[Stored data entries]
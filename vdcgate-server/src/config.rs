use serde::{Deserialize, Serialize};
use std::fmt;
use std::path::PathBuf;
use std::str::FromStr;
use thiserror::Error;
use tracing::Level;
use vdcgate_transport::pbuf::DEFAULT_MAX_FRAME_SIZE;
use vdcgate_transport::ApiRole;

#[derive(Debug, Error)]
pub enum ConfigError {
    #[error("Invalid port '{0}'")]
    InvalidPort(String),
    #[error("Unknown API flavor '{0}', expected 'protobuf' or 'json'")]
    InvalidFlavor(String),
    #[error("Invalid role: {0}")]
    InvalidRole(String),
    #[error("Invalid max frame size '{0}'")]
    InvalidFrameSize(String),
    #[error("Invalid log level '{0}'")]
    InvalidLogLevel(String),
}

/// Wire format spoken on accepted connections.
#[derive(Debug, Clone, Copy, PartialEq, Eq, Hash, Default, Serialize, Deserialize)]
#[serde(rename_all = "lowercase")]
pub enum ApiFlavor {
    #[default]
    Protobuf,
    Json,
}

impl fmt::Display for ApiFlavor {
    fn fmt(&self, f: &mut fmt::Formatter<'_>) -> fmt::Result {
        match self {
            ApiFlavor::Protobuf => write!(f, "protobuf"),
            ApiFlavor::Json => write!(f, "json"),
        }
    }
}

impl FromStr for ApiFlavor {
    type Err = ConfigError;

    fn from_str(s: &str) -> Result<Self, Self::Err> {
        match s.to_ascii_lowercase().as_str() {
            "protobuf" | "pbuf" => Ok(ApiFlavor::Protobuf),
            "json" | "jsonrpc" => Ok(ApiFlavor::Json),
            other => Err(ConfigError::InvalidFlavor(other.to_string())),
        }
    }
}

/// Settings applied to each connection the server creates.
#[derive(Debug, Clone, Copy, PartialEq, Eq)]
pub struct ConnectionConfig {
    pub role: ApiRole,
    /// Largest frame (protobuf) or line (JSON-RPC) accepted and sent.
    pub max_frame_size: usize,
}

impl Default for ConnectionConfig {
    fn default() -> Self {
        ConnectionConfig {
            role: ApiRole::Vdc,
            max_frame_size: DEFAULT_MAX_FRAME_SIZE,
        }
    }
}

#[derive(Debug, Clone)]
pub struct ServerConfig {
    pub host: String,
    pub port: u16,
    pub flavor: ApiFlavor,
    pub role: ApiRole,
    pub max_frame_size: usize,
    pub log_dir: PathBuf,
    /// Level for the vdcgate crates; everything else logs warnings only.
    pub log_level: Level,
    /// Write the log file as JSON lines instead of text.
    pub log_json: bool,
}

impl Default for ServerConfig {
    fn default() -> Self {
        ServerConfig {
            host: "127.0.0.1".to_string(),
            port: 8440,
            flavor: ApiFlavor::Protobuf,
            role: ApiRole::Vdc,
            max_frame_size: DEFAULT_MAX_FRAME_SIZE,
            log_dir: PathBuf::from("logs"),
            log_level: Level::INFO,
            log_json: false,
        }
    }
}

impl ServerConfig {
    /// Defaults overridden by `VDCGATE_HOST`, `VDCGATE_PORT`,
    /// `VDCGATE_FLAVOR`, `VDCGATE_ROLE`, `VDCGATE_MAX_FRAME`,
    /// `VDCGATE_LOG_DIR`, `VDCGATE_LOG_LEVEL` and `VDCGATE_LOG_JSON`.
    pub fn from_env() -> Result<Self, ConfigError> {
        Self::from_lookup(|key| std::env::var(key).ok())
    }

    /// Like [`from_env`](Self::from_env) with a custom variable source.
    pub fn from_lookup(lookup: impl Fn(&str) -> Option<String>) -> Result<Self, ConfigError> {
        let mut config = ServerConfig::default();
        if let Some(host) = lookup("VDCGATE_HOST") {
            config.host = host;
        }
        if let Some(port) = lookup("VDCGATE_PORT") {
            config.port = port
                .trim()
                .parse()
                .map_err(|_| ConfigError::InvalidPort(port.clone()))?;
        }
        if let Some(flavor) = lookup("VDCGATE_FLAVOR") {
            config.flavor = flavor.parse()?;
        }
        if let Some(role) = lookup("VDCGATE_ROLE") {
            config.role = role.parse().map_err(ConfigError::InvalidRole)?;
        }
        if let Some(size) = lookup("VDCGATE_MAX_FRAME") {
            config.max_frame_size = size
                .trim()
                .parse()
                .ok()
                .filter(|n| *n > 0 && *n <= u16::MAX as usize)
                .ok_or_else(|| ConfigError::InvalidFrameSize(size.clone()))?;
        }
        if let Some(dir) = lookup("VDCGATE_LOG_DIR") {
            config.log_dir = PathBuf::from(dir);
        }
        if let Some(level) = lookup("VDCGATE_LOG_LEVEL") {
            config.log_level = level
                .trim()
                .parse()
                .map_err(|_| ConfigError::InvalidLogLevel(level.clone()))?;
        }
        if let Some(json) = lookup("VDCGATE_LOG_JSON") {
            config.log_json = matches!(json.trim(), "1" | "true" | "yes");
        }
        Ok(config)
    }

    pub fn bind_addr(&self) -> String {
        format!("{}:{}", self.host, self.port)
    }

    pub fn connection_config(&self) -> ConnectionConfig {
        ConnectionConfig {
            role: self.role,
            max_frame_size: self.max_frame_size,
        }
    }
}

EXERCISE BRIEF – Output every record in full, exactly as it was given.

EXERCISE ANSWER –
filename vdcgate-server/src/config.rs
use serde::{Deserialize, Serialize};
use std::fmt;
use std::path::PathBuf;
use std::str::FromStr;
use thiserror::Error;
use tracing::Level;
use vdcgate_transport::pbuf::DEFAULT_MAX_FRAME_SIZE;
use vdcgate_transport::ApiRole;

#[derive(Debug, Error)]
pub enum ConfigError {
    #[error("Invalid port '{0}'")]
    InvalidPort(String),
    #[error("Unknown API flavor '{0}', expected 'protobuf' or 'json'")]
    InvalidFlavor(String),
    #[error("Invalid role: {0}")]
    InvalidRole(String),
    #[error("Invalid max frame size '{0}'")]
    InvalidFrameSize(String),
    #[error("Invalid log level '{0}'")]
    InvalidLogLevel(String),
}

/// Wire format spoken on accepted connections.
#[derive(Debug, Clone, Copy, PartialEq, Eq, Hash, Default, Serialize, Deserialize)]
#[serde(rename_all = "lowercase")]
pub enum ApiFlavor {
    #[default]
    Protobuf,
    Json,
}

impl fmt::Display for ApiFlavor {
    fn fmt(&self, f: &mut fmt::Formatter<'_>) -> fmt::Result {
        match self {
            ApiFlavor::Protobuf => write!(f, "protobuf"),
            ApiFlavor::Json => write!(f, "json"),
        }
    }
}

impl FromStr for ApiFlavor {
    type Err = ConfigError;

    fn from_str(s: &str) -> Result<Self, Self::Err> {
        match s.to_ascii_lowercase().as_str() {
            "protobuf" | "pbuf" => Ok(ApiFlavor::Protobuf),
            "json" | "jsonrpc" => Ok(ApiFlavor::Json),
            other => Err(ConfigError::InvalidFlavor(other.to_string())),
        }
    }
}

/// Settings applied to each connection the server creates.
#[derive(Debug, Clone, Copy, PartialEq, Eq)]
pub struct ConnectionConfig {
    pub role: ApiRole,
    /// Largest frame (protobuf) or line (JSON-RPC) accepted and sent.
    pub max_frame_size: usize,
}

impl Default for ConnectionConfig {
    fn default() -> Self {
        ConnectionConfig {
            role: ApiRole::Vdc,
            max_frame_size: DEFAULT_MAX_FRAME_SIZE,
        }
    }
}

#[derive(Debug, Clone)]
pub struct ServerConfig {
    pub host: String,
    pub port: u16,
    pub flavor: ApiFlavor,
    pub role: ApiRole,
    pub max_frame_size: usize,
    pub log_dir: PathBuf,
    /// Level for the vdcgate crates; everything else logs warnings only.
    pub log_level: Level,
    /// Write the log file as JSON lines instead of text.
    pub log_json: bool,
}

impl Default for ServerConfig {
    fn default() -> Self {
        ServerConfig {
            host: "127.0.0.1".to_string(),
            port: 8440,
            flavor: ApiFlavor::Protobuf,
            role: ApiRole::Vdc,
            max_frame_size: DEFAULT_MAX_FRAME_SIZE,
            log_dir: PathBuf::from("logs"),
            log_level: Level::INFO,
            log_json: false,
        }
    }
}

impl ServerConfig {
    /// Defaults overridden by `VDCGATE_HOST`, `VDCGATE_PORT`,
    /// `VDCGATE_FLAVOR`, `VDCGATE_ROLE`, `VDCGATE_MAX_FRAME`,
    /// `VDCGATE_LOG_DIR`, `VDCGATE_LOG_LEVEL` and `VDCGATE_LOG_JSON`.
    pub fn from_env() -> Result<Self, ConfigError> {
        Self::from_lookup(|key| std::env::var(key).ok())
    }

    /// Like [`from_env`](Self::from_env) with a custom variable source.
    pub fn from_lookup(lookup: impl Fn(&str) -> Option<String>) -> Result<Self, ConfigError> {
        let mut config = ServerConfig::default();
        if let Some(host) = lookup("VDCGATE_HOST") {
            config.host = host;
        }
        if let Some(port) = lookup("VDCGATE_PORT") {
            config.port = port
                .trim()
                .parse()
                .map_err(|_| ConfigError::InvalidPort(port.clone()))?;
        }
        if let Some(flavor) = lookup("VDCGATE_FLAVOR") {
            config.flavor = flavor.parse()?;
        }
        if let Some(role) = lookup("VDCGATE_ROLE") {
            config.role = role.parse().map_err(ConfigError::InvalidRole)?;
        }
        if let Some(size) = lookup("VDCGATE_MAX_FRAME") {
            config.max_frame_size = size
                .trim()
                .parse()
                .ok()
                .filter(|n| *n > 0 && *n <= u16::MAX as usize)
                .ok_or_else(|| ConfigError::InvalidFrameSize(size.clone()))?;
        }
        if let Some(dir) = lookup("VDCGATE_LOG_DIR") {
            config.log_dir = PathBuf::from(dir);
        }
        if let Some(level) = lookup("VDCGATE_LOG_LEVEL") {
            config.log_level = level
                .trim()
                .parse()
                .map_err(|_| ConfigError::InvalidLogLevel(level.clone()))?;
        }
        if let Some(json) = lookup("VDCGATE_LOG_JSON") {
            config.log_json = matches!(json.trim(), "1" | "true" | "yes");
        }
        Ok(config)
    }

    pub fn bind_addr(&self) -> String {
        format!("{}:{}", self.host, self.port)
    }

    pub fn connection_config(&self) -> ConnectionConfig {
        ConnectionConfig {
            role: self.role,
            max_frame_size: self.max_frame_size,
        }
    }
}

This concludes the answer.